Not to my knowledge, I'm afraid. Others may be aware of research I'm not, however.
On 8 January 2015 at 04:00, Amir E. Aharoni amir.aharoni@mail.huji.ac.il wrote:
Hi,
Is there any research about the influence of autopromote variables on participation, editor retention, and such things?
I am mainly talking about $wgAutoConfirmAge and $wgAutoConfirmCount.
See the current values at http://noc.wikimedia.org/conf/highlight.php?file=InitialiseSettings.php
These are different in various languages, and they seem rather random to me. The idea is supposed to be to prevent vandalism without hurting wikiness and editor retention, but are the current values based on any analytics?
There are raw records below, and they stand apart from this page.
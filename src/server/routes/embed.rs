//! `POST /embed` (spec §4.9). No fallback: embedding vector spaces vary
//! across providers, so a fallback response would be silently wrong.

use std::time::Instant;

use actix_web::{web, HttpResponse, Result as ActixResult};
use tracing::{error, info};

use crate::core::resolver::resolve_model;
use crate::core::types::EmbeddingRequest;
use crate::server::errors::gateway_error_to_response;
use crate::server::state::AppState;
use crate::utils::error::GatewayError;

pub async fn embed(state: web::Data<AppState>, request: web::Json<EmbeddingRequest>) -> ActixResult<HttpResponse> {
    info!(model = %request.model, "embed request");
    let start = Instant::now();
    let provider = resolve_model(&state.config, &request.model).map(|r| r.provider);
    match state.router.embed(request.into_inner()).await {
        Ok(response) => {
            if let Some(provider) = &provider {
                state.metrics.record_request(provider, true, start.elapsed().as_millis() as u64);
            }
            Ok(HttpResponse::Ok().json(response))
        }
        Err(error) => {
            error!(%error, "embed failed");
            if let GatewayError::Provider(provider_error) = &error {
                state.metrics.record_request(provider_error.provider(), false, start.elapsed().as_millis() as u64);
            }
            Ok(gateway_error_to_response(error))
        }
    }
}
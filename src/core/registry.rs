//! Provider Registry: lazily constructs each configured adapter on first
//! use and keeps exactly one instance per provider name under concurrent
//! access. Grounded on `original_source/aratta/server.py::_get_provider`'s
//! double-checked-locking dict, generalized from a single global lock to
//! an `RwLock` so concurrent reads of already-built providers never block
//! each other.

use std::sync::{Arc, RwLock};

use crate::config::GatewayConfig;
use crate::core::providers::anthropic::AnthropicAdapter;
use crate::core::providers::google::GoogleAdapter;
use crate::core::providers::local::LocalAdapter;
use crate::core::providers::openai::OpenAiAdapter;
use crate::core::providers::xai::XaiAdapter;
use crate::core::providers::ProviderAdapter;
use crate::utils::error::{GatewayError, Result};

/// A Reload-Manager-applied override of a provider's connection details,
/// layered over the static config so a verified fix actually changes what
/// gets built on the next `get` (spec §4.7 step 5's "rebind the
/// provider's module reference").
#[derive(Debug, Clone, Default)]
pub struct ProviderOverride {
    pub base_url: Option<String>,
    pub default_model: Option<String>,
}

pub struct ProviderRegistry {
    config: GatewayConfig,
    built: RwLock<std::collections::HashMap<String, Arc<dyn ProviderAdapter>>>,
    overrides: RwLock<std::collections::HashMap<String, ProviderOverride>>,
}

impl ProviderRegistry {
    pub fn new(config: GatewayConfig) -> Self {
        ProviderRegistry {
            config,
            built: RwLock::new(std::collections::HashMap::new()),
            overrides: RwLock::new(std::collections::HashMap::new()),
        }
    }

    pub fn config(&self) -> &GatewayConfig {
        &self.config
    }

    /// Installs (or clears, with `None` fields) a per-provider override.
    /// Does not itself evict the cached adapter; callers combine this with
    /// `evict` so the override only takes effect on rebuild.
    pub fn set_override(&self, name: &str, over: ProviderOverride) {
        self.overrides.write().unwrap().insert(name.to_string(), over);
    }

    pub fn clear_override(&self, name: &str) {
        self.overrides.write().unwrap().remove(name);
    }

    /// The override's fields where set, otherwise `None` — callers fall
    /// back to static config themselves (mirrors the precedence `get`
    /// applies when building an adapter).
    pub fn effective_config(&self, name: &str) -> (Option<String>, Option<String>) {
        match self.overrides.read().unwrap().get(name) {
            Some(over) => (over.base_url.clone(), over.default_model.clone()),
            None => (None, None),
        }
    }

    /// Returns the provider, constructing it on first access. Unlocked
    /// peek first (the common case once warm), write lock + re-check only
    /// on a cold path, so two requests racing to build the same provider
    /// never construct it twice.
    pub fn get(&self, name: &str) -> Result<Arc<dyn ProviderAdapter>> {
        if let Some(existing) = self.built.read().unwrap().get(name) {
            return Ok(existing.clone());
        }

        let mut built = self.built.write().unwrap();
        if let Some(existing) = built.get(name) {
            return Ok(existing.clone());
        }

        let provider_config = self
            .config
            .provider(name)
            .ok_or_else(|| GatewayError::NotFound(format!("provider '{name}' is not configured")))?;
        if !provider_config.enabled {
            return Err(GatewayError::NotFound(format!("provider '{name}' is disabled")));
        }
        let api_key = provider_config.api_key().unwrap_or_default();
        let over = self.overrides.read().unwrap().get(name).cloned().unwrap_or_default();
        let base_url = over.base_url.or_else(|| provider_config.base_url.clone());
        let default_model = over.default_model.unwrap_or_else(|| provider_config.default_model.clone());
        let adapter: Arc<dyn ProviderAdapter> = match name {
            "anthropic" => Arc::new(AnthropicAdapter::new(api_key, base_url, default_model)),
            "openai" => Arc::new(OpenAiAdapter::new(api_key, base_url, default_model)),
            "google" => Arc::new(GoogleAdapter::new(api_key, base_url, default_model)),
            "xai" => Arc::new(XaiAdapter::new(api_key, base_url, default_model)),
            _ => Arc::new(LocalAdapter::new(
                name.to_string(),
                base_url.ok_or_else(|| GatewayError::Config(format!("provider '{name}' needs a base_url")))?,
                default_model,
            )),
        };
        built.insert(name.to_string(), adapter.clone());
        Ok(adapter)
    }

    /// Drops a cached adapter so the next `get` rebuilds it from current
    /// config — used by the Reload Manager after a successful apply
    /// (spec §4.7's "rebind the provider's module reference").
    pub fn evict(&self, name: &str) {
        self.built.write().unwrap().remove(name);
    }
}

#[cfg(test)]
mod tests {
    use super::*;

    #[test]
    fn builds_once_and_reuses_the_same_instance() {
        let mut config = GatewayConfig::default();
        config.providers.iter_mut().find(|p| p.name == "anthropic").unwrap().enabled = true;
        let registry = ProviderRegistry::new(config);
        let first = registry.get("anthropic").unwrap();
        let second = registry.get("anthropic").unwrap();
        assert!(Arc::ptr_eq(&first, &second));
    }

    #[test]
    fn unconfigured_provider_is_not_found() {
        let registry = ProviderRegistry::new(GatewayConfig::default());
        assert!(registry.get("made-up").is_err());
    }

    #[test]
    fn evict_forces_reconstruction() {
        let registry = ProviderRegistry::new(GatewayConfig::default());
        let first = registry.get("anthropic").unwrap();
        registry.evict("anthropic");
        let second = registry.get("anthropic").unwrap();
        assert!(!Arc::ptr_eq(&first, &second));
    }

    #[test]
    fn override_changes_the_rebuilt_adapters_default_model() {
        let registry = ProviderRegistry::new(GatewayConfig::default());
        let before = registry.get("anthropic").unwrap();
        assert_ne!(before.default_model(), "claude-override");
        registry.set_override(
            "anthropic",
            ProviderOverride { base_url: None, default_model: Some("claude-override".to_string()) },
        );
        registry.evict("anthropic");
        let after = registry.get("anthropic").unwrap();
        assert_eq!(after.default_model(), "claude-override");
    }

    #[test]
    fn clearing_an_override_restores_the_static_config() {
        let registry = ProviderRegistry::new(GatewayConfig::default());
        registry.set_override(
            "anthropic",
            ProviderOverride { base_url: None, default_model: Some("claude-override".to_string()) },
        );
        registry.evict("anthropic");
        let original_default = registry.config().provider("anthropic").unwrap().default_model.clone();
        registry.clear_override("anthropic");
        registry.evict("anthropic");
        let after = registry.get("anthropic").unwrap();
        assert_eq!(after.default_model(), original_default);
    }
}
I went over all the bugs that are mentioned in the file to which I linked above. All of them say "we had a discussion and we reached a consensus". I cannot read all these languages, but my wild guess is that people just threw some numbers around without basing it on analytics, and voted to accept them. The discussion in the English Wikipedia[1] is, non-surprisingly, the longest (47 A4 pages); I didn't read it all, but it doesn't seem to be based on any metrics either.
Anecdotally, I can recall many more times when I, as a Wikipedian, had to explain people that they need to do a few more edits to get a permission to move pages, than I had to revert bad page moves by new editors, so there is a possibility that the autopromote values are not actually very good.